About this exercise>
Only a number is expected in reply: the number of lines below that include the word "full".

Dataset entries>
//! WebSocket connection handling
//!
//! Manages a single relay connection: handshake and room routing, the
//! dedicated sender task, the liveness ping loop, and cleanup on
//! disconnect.

use std::collections::HashSet;
use std::sync::Arc;
use std::time::Duration;

use anyhow::Result;
use futures::{SinkExt, StreamExt};
use tokio::io::{AsyncRead, AsyncWrite};
use tokio::sync::mpsc;
use tokio_tungstenite::tungstenite::{
    handshake::server::{Request, Response},
    protocol::WebSocketConfig,
    Message,
};

use syncroom_protocol::{ClientId, Frame, PresenceDelta};

use crate::registry::RoomRegistry;

use super::protocol::parse_room_from_uri;

/// Handle a single WebSocket connection for its whole lifetime.
///
/// All outbound traffic for the session, initial sync included, flows
/// through one FIFO channel drained by a dedicated sender task, so ordering
/// is preserved and a slow socket never blocks room broadcast.
pub async fn handle_connection<S>(
    stream: S,
    registry: Arc<RoomRegistry>,
    ping_interval: Duration,
) -> Result<()>
where
    S: AsyncRead + AsyncWrite + Unpin + Send + 'static,
{
    // Capture the request URI during the handshake
    let request_uri = Arc::new(std::sync::Mutex::new(String::new()));
    let request_uri_clone = request_uri.clone();

    let callback = move |req: &Request,
                         response: Response|
          -> std::result::Result<Response, http::Response<Option<String>>> {
        *request_uri_clone.lock().unwrap() = req.uri().to_string();
        Ok(response)
    };

    // Inbound message cap; a full-state sync of a large document fits well
    // under this
    let mut ws_config = WebSocketConfig::default();
    ws_config.max_message_size = Some(16 * 1024 * 1024);
    ws_config.max_frame_size = Some(16 * 1024 * 1024);

    let ws = tokio_tungstenite::accept_hdr_async_with_config(stream, callback, Some(ws_config)).await?;
    let (mut ws_tx, mut ws_rx) = ws.split();

    let room_name = {
        let uri = request_uri.lock().unwrap();
        parse_room_from_uri(&uri)
    };
    let session_id = registry.next_session_id();
    let room = registry.get_or_create(&room_name).await;

    tracing::info!(
        session_id = %session_id,
        room = %room_name,
        "Session connected"
    );

    // Dedicated sender task draining the session's outbound channel
    let (tx, mut rx) = mpsc::unbounded_channel::<Message>();
    let sender_session_id = session_id;
    let sender_handle = tokio::spawn(async move {
        while let Some(msg) = rx.recv().await {
            if ws_tx.send(msg).await.is_err() {
                tracing::debug!(session_id = %sender_session_id, "Send failed, stopping sender");
                break;
            }
        }
        let _ = ws_tx.close().await;
    });

    // Initial sync and presence replay land on the channel before the
    // session joins the broadcast set
    room.attach(session_id, tx.clone());

    // Every client id this session has published presence under; all of
    // them are expired promptly on disconnect
    let mut presence_clients: HashSet<ClientId> = HashSet::new();

    let mut ping_timer = tokio::time::interval(ping_interval);
    let mut alive = true;

    loop {
        tokio::select! {
            _ = ping_timer.tick() => {
                if !alive {
                    tracing::warn!(
                        session_id = %session_id,
                        room = %room_name,
                        "Missed liveness pong, terminating session"
                    );
                    break;
                }
                alive = false;
                if tx.send(Message::Ping(vec![])).is_err() {
                    break;
                }
            }

            msg = ws_rx.next() => {
                match msg {
                    Some(Ok(Message::Binary(data))) => {
                        match Frame::decode(&data) {
                            Ok(Frame::Doc(payload)) => {
                                match room.apply_doc_update(session_id, &data, &payload) {
                                    Ok(()) => registry.schedule_save(&room),
                                    Err(e) => {
                                        tracing::warn!(
                                            session_id = %session_id,
                                            room = %room_name,
                                            error = %e,
                                            "Dropping undecodable document update"
                                        );
                                    }
                                }
                            }
                            Ok(Frame::Presence(payload)) => {
                                match PresenceDelta::decode(&payload) {
                                    Ok(delta) => {
                                        let client = room.apply_presence(session_id, &delta);
                                        match delta {
                                            PresenceDelta::Publish { .. } => {
                                                presence_clients.insert(client);
                                            }
                                            PresenceDelta::Leave { .. } => {
                                                presence_clients.remove(&client);
                                            }
                                        }
                                    }
                                    Err(e) => {
                                        tracing::warn!(
                                            session_id = %session_id,
                                            room = %room_name,
                                            error = %e,
                                            "Dropping malformed presence delta"
                                        );
                                    }
                                }
                            }
                            Err(e) => {
                                tracing::warn!(
                                    session_id = %session_id,
                                    room = %room_name,
                                    error = %e,
                                    "Dropping unrecognized frame"
                                );
                            }
                        }
                    }
                    Some(Ok(Message::Pong(_))) => {
                        alive = true;
                    }
                    Some(Ok(Message::Close(_))) => {
                        break;
                    }
                    Some(Err(_e)) => {
                        break;
                    }
                    None => {
                        break;
                    }
                    _ => {}
                }
            }
        }
    }

    room.detach(session_id);
    for client in presence_clients {
        room.expire_presence(client);
    }
    sender_handle.abort();

    tracing::info!(session_id = %session_id, room = %room_name, "Session disconnected");
    Ok(())
}
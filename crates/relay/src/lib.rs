// syncroom-relay library
// Room-multiplexed document sync relay over tokio and tokio-tungstenite

// Core relay modules
pub mod registry;
pub mod ws;

// Presence bookkeeping
pub mod presence;

// Snapshot persistence
pub mod persist;

// Configuration
pub mod config;

// HTTP status API
pub mod api;
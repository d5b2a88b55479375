//! Per-room presence bookkeeping
//!
//! Tracks each client's ephemeral field map and last-update time. Publishes
//! merge last-writer-wins per field and yield a diff restricted to the
//! fields that actually changed; that diff is what gets rebroadcast, never
//! the full entry set. Entries expire on disconnect or when they outlive
//! the liveness window, and nothing here ever touches storage.

use std::collections::{BTreeMap, HashMap};
use std::time::{Duration, Instant};

use serde_json::Value;
use syncroom_protocol::ClientId;

/// One client's ephemeral state.
#[derive(Debug, Clone)]
struct PresenceEntry {
    fields: BTreeMap<String, Value>,
    last_update: Instant,
}

/// Field-level change produced by a publish.
#[derive(Debug, Clone, Default, PartialEq)]
pub struct PresenceDiff {
    pub added: Vec<String>,
    pub updated: Vec<String>,
    pub removed: Vec<String>,
    /// The changed fields to rebroadcast; removed fields carry `null`.
    pub fields: BTreeMap<String, Value>,
}

impl PresenceDiff {
    pub fn is_empty(&self) -> bool {
        self.added.is_empty() && self.updated.is_empty() && self.removed.is_empty()
    }
}

/// Presence entries for a single room.
#[derive(Debug, Default)]
pub struct RoomPresence {
    entries: HashMap<ClientId, PresenceEntry>,
}

impl RoomPresence {
    pub fn new() -> Self {
        Self::default()
    }

    /// Merge `fields` into `client`'s entry. A `null` value removes the
    /// field. Returns the diff of what changed; an unchanged publish still
    /// refreshes the entry's last-update time (keepalive).
    pub fn publish(&mut self, client: ClientId, fields: &BTreeMap<String, Value>) -> PresenceDiff {
        let entry = self.entries.entry(client).or_insert_with(|| PresenceEntry {
            fields: BTreeMap::new(),
            last_update: Instant::now(),
        });
        entry.last_update = Instant::now();

        let mut diff = PresenceDiff::default();
        for (name, value) in fields {
            if value.is_null() {
                if entry.fields.remove(name).is_some() {
                    diff.removed.push(name.clone());
                    diff.fields.insert(name.clone(), Value::Null);
                }
            } else {
                match entry.fields.insert(name.clone(), value.clone()) {
                    None => {
                        diff.added.push(name.clone());
                        diff.fields.insert(name.clone(), value.clone());
                    }
                    Some(previous) if previous != *value => {
                        diff.updated.push(name.clone());
                        diff.fields.insert(name.clone(), value.clone());
                    }
                    Some(_) => {}
                }
            }
        }
        diff
    }

    /// Drop `client`'s entry. Returns whether one existed.
    pub fn expire(&mut self, client: ClientId) -> bool {
        self.entries.remove(&client).is_some()
    }

    /// Drop every entry whose last update is older than `window`, returning
    /// the expired client ids.
    pub fn sweep(&mut self, window: Duration) -> Vec<ClientId> {
        let now = Instant::now();
        let expired: Vec<ClientId> = self
            .entries
            .iter()
            .filter(|(_, entry)| now.duration_since(entry.last_update) > window)
            .map(|(client, _)| *client)
            .collect();
        for client in &expired {
            self.entries.remove(client);
        }
        expired
    }

    /// Current entries, for replaying to a late joiner.
    pub fn snapshot(&self) -> Vec<(ClientId, BTreeMap<String, Value>)> {
        self.entries
            .iter()
            .map(|(client, entry)| (*client, entry.fields.clone()))
            .collect()
    }

    pub fn contains(&self, client: ClientId) -> bool {
        self.entries.contains_key(&client)
    }

    pub fn len(&self) -> usize {
        self.entries.len()
    }

    pub fn is_empty(&self) -> bool {
        self.entries.is_empty()
    }
}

Answer for this exercise>
2